Because no matter what I did or where I went, there suffering was.
Still not quite grasping the Buddhist concept of how exactly to invite it to tea, I tried to incorporate it into my professional practice as best I could. And, of course, into my personal life. Which was tough because I was often perceived as a “downer”. Embracing the omnipresence of suffering is not exactly intuitive or the kind of conversation to have with someone you meet on the ferry to your every other weekend Fire Island share. Unless, of course, that person is willing to do mushrooms with you. Those people helped. Tremendously.
Finally, searching for something different to use in my private practice (after CBT, DBT, ACT and all the acronyms that came before and after), for my 50th birthday, I enrolled myself in a Mindfulness Meditation Teacher Training program. As Mindfulness was not a part of my upbringing, I couldn’t quite embody it the way I knew was necessary in order to transmit its potency in the service of healing.
Fast forward to successfully completing (and continuing) my training (because you’re never “done” with learning in this space). In order to hold the Dharma, you’ve got to keep it lively and didactic, such as through connection in Sangha (community).

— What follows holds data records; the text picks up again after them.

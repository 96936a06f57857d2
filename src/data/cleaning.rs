//! Value Cleaning Module
//! Year normalization, fuel label cleanup and filename year extraction.

/// Fuel labels that appear under different names across yearly files.
pub const FUEL_CANONICAL: [(&str, &str); 5] = [
    ("Diesel And Diesel Hybrid", "Diesel Hybrid"),
    ("Hybrid Gasoline", "Gasoline Hybrid"),
    ("Plug In Hybrid", "Plug-in Hybrid"),
    ("Battery Electric", "Electric"),
    ("Flex Fuel", "Flex-Fuel"),
];

/// A raw `year` cell as it comes out of the CSV reader.
#[derive(Debug, Clone, Copy, PartialEq)]
pub enum RawYear<'a> {
    Text(&'a str),
    Int(i64),
    Float(f64),
}

/// Normalize a raw year cell.
///
/// Text has every non-digit stripped ("1998s" -> 1998); numbers pass through.
/// Returns `None` for missing, empty or unparseable values.
pub fn clean_year(raw: Option<RawYear<'_>>) -> Option<i32> {
    match raw? {
        RawYear::Text(text) => {
            let digits: String = text.chars().filter(|c| c.is_ascii_digit()).collect();
            if digits.is_empty() {
                None
            } else {
                digits.parse().ok()
            }
        }
        RawYear::Int(value) => i32::try_from(value).ok(),
        RawYear::Float(value) => {
            if value.is_finite() && value.abs() < i32::MAX as f64 {
                Some(value.trunc() as i32)
            } else {
                None
            }
        }
    }
}

/// Trim, turn hyphens into spaces and title-case every word.
///
/// Title casing upper-cases a letter that follows a non-letter and
/// lower-cases every other letter, so "plug-in HYBRID" becomes "Plug In Hybrid".
pub fn normalize_fuel_label(raw: &str) -> String {
    let mut out = String::with_capacity(raw.len());
    let mut prev_is_letter = false;

    for c in raw.trim().replace('-', " ").chars() {
        if c.is_alphabetic() {
            if prev_is_letter {
                out.extend(c.to_lowercase());
            } else {
                out.extend(c.to_uppercase());
            }
            prev_is_letter = true;
        } else {
            out.push(c);
            prev_is_letter = false;
        }
    }

    out
}

/// Map a normalized label onto its canonical name, leaving other labels untouched.
pub fn canonical_fuel_label(label: &str) -> &str {
    FUEL_CANONICAL
        .iter()
        .find(|(raw, _)| *raw == label)
        .map(|(_, canonical)| *canonical)
        .unwrap_or(label)
}

/// Whether a fuel label counts towards the electric vehicle total.
pub fn is_electric(label: &str) -> bool {
    label.to_lowercase().contains("electric")
}

/// Fallback year of a vehicle file: the four characters after the
/// `vehicle` prefix ("vehicle2020.csv" -> 2020).
pub fn vehicle_file_year(file_name: &str) -> Option<i32> {
    let slice: String = file_name.chars().skip(7).take(4).collect();
    slice.trim().parse().ok()
}

/// Year encoded in a PM2.5 file name between the first `-` and the next `.`
/// ("pm2.5-2020.csv" -> 2020).
pub fn pm25_file_year(file_name: &str) -> Option<i32> {
    let after_dash = file_name.split('-').nth(1)?;
    let year = after_dash.split('.').next()?;
    year.trim().parse().ok()
}

#[cfg(test)]
mod tests {
    use super::*;

    #[test]
    fn test_clean_year_variants() {
        assert_eq!(clean_year(Some(RawYear::Text("1998s"))), Some(1998));
        assert_eq!(clean_year(Some(RawYear::Text("s2001"))), Some(2001));
        assert_eq!(clean_year(Some(RawYear::Text("abc"))), None);
        assert_eq!(clean_year(Some(RawYear::Text(""))), None);
        assert_eq!(clean_year(Some(RawYear::Int(2004))), Some(2004));
        assert_eq!(clean_year(Some(RawYear::Float(2004.0))), Some(2004));
        assert_eq!(clean_year(Some(RawYear::Float(f64::NAN))), None);
        assert_eq!(clean_year(None), None);
    }

    #[test]
    fn test_normalize_fuel_label() {
        assert_eq!(normalize_fuel_label("  battery-electric "), "Battery Electric");
        assert_eq!(normalize_fuel_label("Plug-in Hybrid"), "Plug In Hybrid");
        assert_eq!(normalize_fuel_label("GASOLINE"), "Gasoline");
        assert_eq!(
            normalize_fuel_label("diesel and diesel hybrid"),
            "Diesel And Diesel Hybrid"
        );
    }

    #[test]
    fn test_canonical_label_is_stable() {
        for (raw, canonical) in FUEL_CANONICAL {
            assert_eq!(canonical_fuel_label(raw), canonical);
            assert_eq!(canonical_fuel_label(canonical), canonical);
        }
        assert_eq!(canonical_fuel_label("Gasoline"), "Gasoline");
    }

    #[test]
    fn test_is_electric() {
        assert!(is_electric("Electric"));
        assert!(is_electric("Battery Electric"));
        assert!(is_electric("fuel cell ELECTRIC"));
        assert!(!is_electric("Gasoline Hybrid"));
    }

    #[test]
    fn test_file_years() {
        assert_eq!(vehicle_file_year("vehicle2020.csv"), Some(2020));
        assert_eq!(vehicle_file_year("vehicle2019_fuel.csv"), Some(2019));
        assert_eq!(vehicle_file_year("vehicles.csv"), None);
        assert_eq!(pm25_file_year("pm2.5-2020.csv"), Some(2020));
        assert_eq!(pm25_file_year("pm2.5-latest.csv"), None);
    }
}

And it is here where I find myself, post-brunch, sipping a skim decaf latte, writing a note to one of my Dharma teachers and crying.
Since 10/7, I’ve continued to swallow buckets of tears for the pain in my heart of being a Jew who doesn’t feel safe in a magical space where it always seemed possible. In Sangha, during this virulent Jew-hating tear in my universe, I no longer can be fully present.
Social justice is a foundational part of this community. And for good reason. The four Brahmaviharas are: love, compassion, sympathetic joy and equanimity. For me that has always translated into unconditional love and positive regard. And yet, I can’t say I’ve witnessed that in the way I’ve witnessed it for any other marginalized groups.
I’ve actually never been a proponent of affinity groups. The Abzug-esque part of me has always believed in confronting marginalization head on. Something about “safer” spaces seemed to be in opposition to ultimately actualizing inclusivity. Separating ourselves in order to come together?
Now, I’m just confused. And desperately looking forward to hearing from my teacher so that I can find some path to begin to repair this wholly unexpected rupture.
And grieving with a ferocity I know I will ultimately use to find my way back to holding the Buddha in my Jewish heart.